Reeve of York
- In office January 1, 1957 – December 31, 1960
- Preceded by: F.W. Hall
- Succeeded by: Frederick Charles Taylor

Personal details
- Born: Christopher Alexander Tonks March 23, 1917 York County, Ontario
- Died: February 6, 2006 (aged 88)
- Occupation: storekeeper, postmaster

= Chris Tonks =

Canadian politician (1917–2006)

Christopher Alexander Tonks (March 23, 1917 – February 6, 2006) was a long-time politician in the Toronto municipality of York, Ontario from 1949 to 1988. He served as reeve of the then-Township of York from 1957 to 1960. He was unseated in 1960 by a court order due to a conflict of interest scandal involving his house which was built on land purchased from the township, but then reinstated only to be defeated in that year's municipal election. He attempted to regain the reeveship several times in subsequent municipal elections but was unsuccessful.

He returned to council as a borough alderman in 1967, was defeated in 1969, and then returned to council again as an alderman for Ward 5 in 1972, where he remained until his retirement in 1988.

He is the father of Alan Tonks, who served as mayor of York during the elder Tonks's final years as an alderman, and went on to be Metropolitan Toronto Chairman, and then Member of Parliament for York South.

==Life==
His parents immigrated from England around the turn of the twentieth century and settled in Scarborough, Ontario. His father was a bricklayer and his mother ran one of Toronto's first United Cigar Stores outlets, on Kingston Road. The couple and their five children lost their properties during the Great Depression and moved to York, Ontario where they opened a new United Cigar Stores outlet and hardware store. Christopher Tonks became the store's postmaster, a position he'd maintain for much of his political career. He would dispense advice to his customers and his store became a meeting place for debate in his neighbourhood, prompting his entry into politics.

In 1949, he was elected to the township council for York's ward 2, later becoming deputy reeve. He became acting reeve on September 4, 1956, after Reeve F.W. Hall resigned to become chairman of the Metropolitan Toronto licensing commission and was elected reeve in his own right in the December 1956 municipal election, taking office on January 1, 1957. The Chris Tonks Arena was named in his honour.

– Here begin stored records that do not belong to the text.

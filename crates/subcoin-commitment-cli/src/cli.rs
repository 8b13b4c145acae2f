use bitcoin::BlockHash;
use clap::{Parser, Subcommand};
use std::path::PathBuf;
use subcoin_utxo_commitment::MultisetPublicKey;

const VERSION: &str = "0.1.0";

/// Subcoin UTXO Commitment
#[derive(Debug, Parser)]
#[clap(version = VERSION)]
#[clap(about = "Inspect, serve and load UTXO commitments")]
pub struct App {
    #[command(subcommand)]
    pub command: Command,

    /// Path of the commitment database.
    #[arg(long, value_name = "PATH", default_value = "./utxo-commitments/commitments.sqlite")]
    pub db: PathBuf,

    /// Directory holding the chunk files.
    #[arg(long, value_name = "PATH", default_value = "./utxo-commitments/chunks")]
    pub output_dir: PathBuf,

    /// Sets a custom logging filter (syntax: `<target>=<level>`).
    ///
    /// Log levels (least to most verbose) are `error`, `warn`, `info`, `debug`, and `trace`.
    ///
    /// By default, all targets log `info`. Multiple `<target>=<level>` entries can be
    /// specified and separated by a comma.
    ///
    /// *Example*: `--log warn,subcoin_utxo_commitment=debug`.
    #[arg(short = 'l', long, value_name = "LOG_PATTERN", num_args = 1..)]
    pub log: Vec<String>,
}

#[derive(Debug, Subcommand)]
pub enum Command {
    /// List the available commitments, most recent first.
    List {
        /// Also print every bucket of each commitment.
        #[arg(long)]
        buckets: bool,
    },

    /// Write the chunk file with the given content address to a local file.
    GetChunk {
        /// Public key naming the chunk file.
        public_key: MultisetPublicKey,

        /// Destination file.
        #[arg(long, short = 'o', value_name = "PATH")]
        out: PathBuf,
    },

    /// Recompute the multiset of chunk files and check it against their file names.
    Verify {
        /// Chunk files named `<public key>.dat`.
        #[arg(required = true)]
        files: Vec<PathBuf>,
    },

    /// Decode chunk files into a tab separated ingest file.
    BuildIngest {
        /// Use every chunk file of the local commitment pinned to this block.
        #[arg(long, value_name = "HASH", conflicts_with = "chunks")]
        block_hash: Option<BlockHash>,

        /// Chunk files, decoded in the given order.
        #[arg(long, value_name = "PATH", num_args = 1..)]
        chunks: Vec<PathBuf>,

        /// Destination of the ingest file.
        #[arg(long, short = 'o', value_name = "PATH")]
        out: PathBuf,
    },

    /// Bulk load an ingest file into a live UTXO table.
    Load {
        /// Ingest file produced by `build-ingest`.
        ingest: PathBuf,

        /// Path of the live UTXO table.
        #[arg(long, value_name = "PATH")]
        live_db: PathBuf,

        /// Height of the commitment block, recorded as the checkpoint of the loaded set.
        #[arg(long, value_name = "HEIGHT")]
        height: Option<u32>,
    },
}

Tonks was accused of having, while serving as reeve, to have rigged the sale of a tract of municipal land to himself in 1957, at a favourable price, on which he built his family's home. The transaction was revealed in 1959 during a royal commission into allegations of corrupt land deals in York Township. Tonks had bought the land from the township, through a third party, for $6,600 – a sale that was approved by the township council. Tonks claimed at the royal commission inquiry that he disclosed his interest in the property and refrained from voting but neither of those claims were reflected in the meeting minutes. Royal Commissioner Judge Joseph Sweet wrote in his report that the Tonks transaction was "symptomatic of an unhealthy attitude toward law, an attitude which if persisted in, might seriously adversely affect the financial affairs of the township.

A neighbour complained that under the Ontario Municipal Act, they should have been offered the property first and sued Tonks. The case was dismissed in a lower court, but in 1965, the Court of Appeal overturned the decision and nullified the sale of the property to Tonks, and he was forced to relinquish the property to the township. Revelations made during the royal commission inquiry led a group of ratepayers to seek a court order unseating Tonks as reeve in 1960. They succeeded, but the order was overturned by the court of appeal and Tonks was reinstated as reeve, only to be defeated when he ran for re-election in the December 1960 municipal election by reformer Frederick Charles Taylor by an almost 3 to 1 margin. Tonks made two further attempts to be elected reeve but was defeated both times by Jack Mould. The Supreme Court upheld the court of appeal ruling nullifying Tonks's purchase of the property. Despite the Supreme Court ruling, Tonks won a seat on council as an alderman in an election held days later. He lost an attempt to be elected to York's Board of Control in 1969, and then returned to council again as an alderman for Ward 5 in 1972, where he remained until his retirement in 1988. He is the father of Alan Tonks, who served as mayor of York during the elder Tonks's final years as an alderman, and subsequently as Metro Chairman, and then Member of Parliament for York South. His grandson is school trustee Chris Tonks.